Conclusion
PPSR inhibits Aβ42-induced microglial inflammation via NLRP3/caspase 1 pathway.
Methods
3-(4, 5-dimethylthiazol-2-yl)-2, 5-diphenyltetrazolium bromide assay was used to detect the cytotoxicity of PEG-PEI and PPSR in primary microglial cells. Real-time PCR and western blotting were used to assess the expression of ROCK2 and nucleotide oligomerization domain-like receptor family pyrin domain containing 3 (NLRP3)/caspase 1 pathway in primary microglial cells. ELISA assay was used to measure the effect of PPSR on attenuating the lipopolysaccharide (LPS) + Aβ-induced increase in IL-1β.
Results
PEG-PEI concentration less than 20 μg/ml and the N/P (molar ratio of PEG-PEI amino/siRNA phosphate) ratio of PPSR less than 50 showed no significant cytotoxicity in primary microglia cells.
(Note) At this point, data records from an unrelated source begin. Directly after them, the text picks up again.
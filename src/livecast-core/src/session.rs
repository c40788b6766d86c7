//! Session lifecycle: credential, transport, greeting, presentation.

use std::sync::Arc;
use std::time::Duration;

use serde::{Deserialize, Serialize};
use tokio::sync::watch;
use tokio_util::sync::CancellationToken;
use tracing::{error, info, warn};

use crate::acknowledger::Acknowledger;
use crate::batcher::CommentBatcher;
use crate::chunk::Chunk;
use crate::chunker::{DEFAULT_MAX_WORDS_PER_CHUNK, chunk_script};
use crate::error::LivecastError;
use crate::presenter::{Presenter, TokenProvider};
use crate::script::ScriptSource;
use crate::sequencer::{RunOutcome, SequencerEvent, SpeechSequencer};

/// Lifecycle of one presentation session.
#[derive(Debug, Clone, Copy, Serialize, Deserialize, PartialEq, Eq)]
pub enum SessionState {
    Idle,
    Initializing,
    Greeting,
    Presenting,
    /// At a script-chunk boundary: draining comments and speaking any commentary.
    Interleaving,
    Completed,
    Failed,
}

impl SessionState {
    pub fn display_name(&self) -> &str {
        match self {
            SessionState::Idle => "idle",
            SessionState::Initializing => "initializing",
            SessionState::Greeting => "greeting",
            SessionState::Presenting => "presenting",
            SessionState::Interleaving => "interleaving",
            SessionState::Completed => "completed",
            SessionState::Failed => "failed",
        }
    }

    pub fn is_terminal(&self) -> bool {
        matches!(self, SessionState::Completed | SessionState::Failed)
    }

    /// Whether `next` is a legal successor of this state.
    pub fn can_transition_to(&self, next: SessionState) -> bool {
        use SessionState::*;

        match (self, next) {
            (Idle, Initializing)
            | (Initializing, Greeting)
            | (Greeting, Presenting)
            | (Presenting, Interleaving)
            | (Interleaving, Presenting) => true,
            // Failure from anywhere; completion (or stop) from any live state.
            (from, Failed) | (from, Completed) => !from.is_terminal(),
            _ => false,
        }
    }
}

/// Settings for one session.
#[derive(Debug, Clone)]
pub struct SessionConfig {
    pub max_words_per_chunk: usize,
    /// Lines spoken once the transport is ready, before the script.
    pub greeting: Vec<String>,
    /// Pause between transport start and the greeting.
    pub warmup: Duration,
}

impl Default for SessionConfig {
    fn default() -> Self {
        Self {
            max_words_per_chunk: DEFAULT_MAX_WORDS_PER_CHUNK,
            greeting: default_greeting(),
            warmup: Duration::ZERO,
        }
    }
}

pub fn default_greeting() -> Vec<String> {
    vec![
        "Welcome to the live stream, we are very excited to welcome you".to_string(),
        "Let's get started".to_string(),
    ]
}

/// Events emitted during a session.
#[derive(Debug, Clone)]
pub enum SessionEvent {
    StateChanged { from: SessionState, to: SessionState },
    ChunkStarted(Chunk),
    ChunkDelivered(Chunk),
    CommentaryQueued { chunks: usize, comments: usize },
    Finished { cancelled: bool },
}

/// Callback for session events.
pub type SessionCallback = Box<dyn Fn(SessionEvent) + Send + Sync>;

/// What a finished session delivered.
#[derive(Debug, Clone)]
pub struct SessionReport {
    /// Greeting, script and commentary chunks in spoken order.
    pub transcript: Vec<Chunk>,
    pub commentary_delivered: usize,
    pub comments_acknowledged: usize,
    pub cancelled: bool,
}

/// Session state plus its observers.
#[derive(Clone)]
struct StateTracker {
    tx: Arc<watch::Sender<SessionState>>,
    callback: Option<Arc<SessionCallback>>,
}

impl StateTracker {
    fn current(&self) -> SessionState {
        *self.tx.borrow()
    }

    fn transition(&self, next: SessionState) -> bool {
        let mut from = None;
        let changed = self.tx.send_if_modified(|state| {
            if state.can_transition_to(next) {
                from = Some(*state);
                *state = next;
                true
            } else {
                false
            }
        });

        match from {
            Some(from) if changed => {
                info!(from = from.display_name(), to = next.display_name(), "session state changed");
                self.emit(SessionEvent::StateChanged { from, to: next });
            }
            _ => warn!(
                from = self.current().display_name(),
                to = next.display_name(),
                "ignoring illegal session transition"
            ),
        }
        changed
    }

    fn emit(&self, event: SessionEvent) {
        if let Some(ref callback) = self.callback {
            callback(event);
        }
    }
}

/// Stops a running session from another task.
#[derive(Clone)]
pub struct SessionHandle {
    cancel: CancellationToken,
    presenter: Arc<dyn Presenter>,
}

impl SessionHandle {
    /// Ask the session to stop at its next step. No new utterance is started.
    pub fn stop(&self) {
        self.cancel.cancel();
    }

    /// Stop and release the presenter. Safe in any state.
    pub async fn teardown(&self) {
        self.cancel.cancel();
        self.presenter.stop().await;
    }

    pub fn is_stopped(&self) -> bool {
        self.cancel.is_cancelled()
    }
}

/// Top-level driver of one presentation session.
pub struct SessionDriver {
    config: SessionConfig,
    presenter: Arc<dyn Presenter>,
    tokens: Arc<dyn TokenProvider>,
    script_source: Arc<dyn ScriptSource>,
    sequencer: SpeechSequencer,
    cancel: CancellationToken,
    state: Arc<watch::Sender<SessionState>>,
    callback: Option<Arc<SessionCallback>>,
}

impl SessionDriver {
    /// Create a driver. Fails if the chunk budget is zero.
    pub fn new(
        config: SessionConfig,
        presenter: Arc<dyn Presenter>,
        tokens: Arc<dyn TokenProvider>,
        script_source: Arc<dyn ScriptSource>,
        batcher: CommentBatcher,
    ) -> Result<Self, LivecastError> {
        if config.max_words_per_chunk == 0 {
            return Err(LivecastError::InvalidArgument(
                "max_words_per_chunk must be greater than zero".to_string(),
            ));
        }

        let cancel = CancellationToken::new();
        let acknowledger = Acknowledger::new(batcher.source());
        let sequencer = SpeechSequencer::new(batcher, acknowledger).with_cancellation(cancel.clone());
        let (state, _) = watch::channel(SessionState::Idle);

        Ok(Self {
            config,
            presenter,
            tokens,
            script_source,
            sequencer,
            cancel,
            state: Arc::new(state),
            callback: None,
        })
    }

    /// Set a callback for session events.
    pub fn with_callback(mut self, callback: SessionCallback) -> Self {
        self.callback = Some(Arc::new(callback));
        self
    }

    pub fn state(&self) -> SessionState {
        *self.state.borrow()
    }

    /// Follow state changes.
    pub fn subscribe(&self) -> watch::Receiver<SessionState> {
        self.state.subscribe()
    }

    pub fn handle(&self) -> SessionHandle {
        SessionHandle {
            cancel: self.cancel.clone(),
            presenter: Arc::clone(&self.presenter),
        }
    }

    /// Stop and release the presenter. Safe in any state.
    pub async fn teardown(&self) {
        self.handle().teardown().await;
    }

    fn tracker(&self) -> StateTracker {
        StateTracker {
            tx: Arc::clone(&self.state),
            callback: self.callback.clone(),
        }
    }

    /// Run the whole session: initialize, greet, present the script.
    pub async fn run(&mut self) -> Result<SessionReport, LivecastError> {
        if self.state() != SessionState::Idle {
            return Err(LivecastError::InvalidArgument(format!(
                "session already {}",
                self.state().display_name()
            )));
        }

        let tracker = self.tracker();
        self.sequencer.set_callback(sequencer_observer(tracker.clone()));

        match self.drive(&tracker).await {
            Ok(report) => {
                tracker.transition(SessionState::Completed);
                tracker.emit(SessionEvent::Finished {
                    cancelled: report.cancelled,
                });
                Ok(report)
            }
            Err(e) => {
                error!(error = %e, "session failed");
                tracker.transition(SessionState::Failed);
                Err(e)
            }
        }
    }

    async fn drive(&self, tracker: &StateTracker) -> Result<SessionReport, LivecastError> {
        let mut report = SessionReport {
            transcript: Vec::new(),
            commentary_delivered: 0,
            comments_acknowledged: 0,
            cancelled: false,
        };

        tracker.transition(SessionState::Initializing);
        let Some(script_chunks) = self.initialize().await? else {
            report.cancelled = true;
            return Ok(report);
        };

        tracker.transition(SessionState::Greeting);
        if !self.greet(tracker, &mut report.transcript).await? {
            report.cancelled = true;
            return Ok(report);
        }

        tracker.transition(SessionState::Presenting);
        let sequence = self
            .sequencer
            .run(script_chunks, self.presenter.as_ref())
            .await?;

        report.transcript.extend(sequence.delivered);
        report.commentary_delivered = sequence.commentary_delivered;
        report.comments_acknowledged = sequence.acks_issued;
        report.cancelled = sequence.outcome == RunOutcome::Cancelled;
        Ok(report)
    }

    /// Acquire the credential, load the script and start the transport.
    /// `None` means the session was stopped meanwhile.
    async fn initialize(&self) -> Result<Option<Vec<Chunk>>, LivecastError> {
        let prepare = async {
            let token = self.tokens.acquire().await.map_err(|e| {
                LivecastError::SessionInitFailed(format!("token acquisition failed: {}", e))
            })?;

            let script = self.script_source.fetch().await.map_err(|e| {
                LivecastError::SessionInitFailed(format!("script unavailable: {}", e))
            })?;
            let chunks = chunk_script(&script, self.config.max_words_per_chunk)?;
            info!(chunks = chunks.len(), "script loaded");

            self.presenter.start(&token).await.map_err(|e| {
                LivecastError::SessionInitFailed(format!("presenter failed to start: {}", e))
            })?;
            Ok::<_, LivecastError>(chunks)
        };

        tokio::select! {
            biased;
            _ = self.cancel.cancelled() => Ok(None),
            chunks = prepare => chunks.map(Some),
        }
    }

    /// Speak the greeting lines. Returns `false` if stopped.
    async fn greet(
        &self,
        tracker: &StateTracker,
        transcript: &mut Vec<Chunk>,
    ) -> Result<bool, LivecastError> {
        if !self.config.warmup.is_zero() {
            tokio::select! {
                biased;
                _ = self.cancel.cancelled() => return Ok(false),
                _ = tokio::time::sleep(self.config.warmup) => {}
            }
        }

        for line in &self.config.greeting {
            if self.cancel.is_cancelled() {
                return Ok(false);
            }
            let chunk = Chunk::script(line.clone());
            tracker.emit(SessionEvent::ChunkStarted(chunk.clone()));

            let spoken = tokio::select! {
                biased;
                _ = self.cancel.cancelled() => return Ok(false),
                result = self.presenter.speak(chunk.text()) => result,
            };
            if let Err(e) = spoken {
                return Err(LivecastError::DeliveryFailed {
                    chunk,
                    reason: e.to_string(),
                });
            }

            tracker.emit(SessionEvent::ChunkDelivered(chunk.clone()));
            transcript.push(chunk);
        }
        Ok(true)
    }
}

/// Maps sequencer events onto session events and the interleaving sub-state.
fn sequencer_observer(tracker: StateTracker) -> Box<dyn Fn(SequencerEvent) + Send + Sync> {
    Box::new(move |event: SequencerEvent| match event {
        SequencerEvent::ChunkStarted(chunk) => tracker.emit(SessionEvent::ChunkStarted(chunk)),
        SequencerEvent::ChunkDelivered(chunk) => tracker.emit(SessionEvent::ChunkDelivered(chunk)),
        SequencerEvent::Draining => {
            tracker.transition(SessionState::Interleaving);
        }
        SequencerEvent::CommentaryQueued { chunks, comments } => {
            tracker.emit(SessionEvent::CommentaryQueued { chunks, comments });
        }
        SequencerEvent::CommentaryFinished => {
            tracker.transition(SessionState::Presenting);
        }
    })
}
PPSR could effectively inhibit the expression of ROCK2 in primary microglial cells. A further study revealed that PPSR attenuates the LPS+Aβ-induced increase in IL-1β without affecting cell viability. In addition, we found that PPSR suppressed the Aβ-induced NLRP3/caspase 1 pathway in primary microglial cells.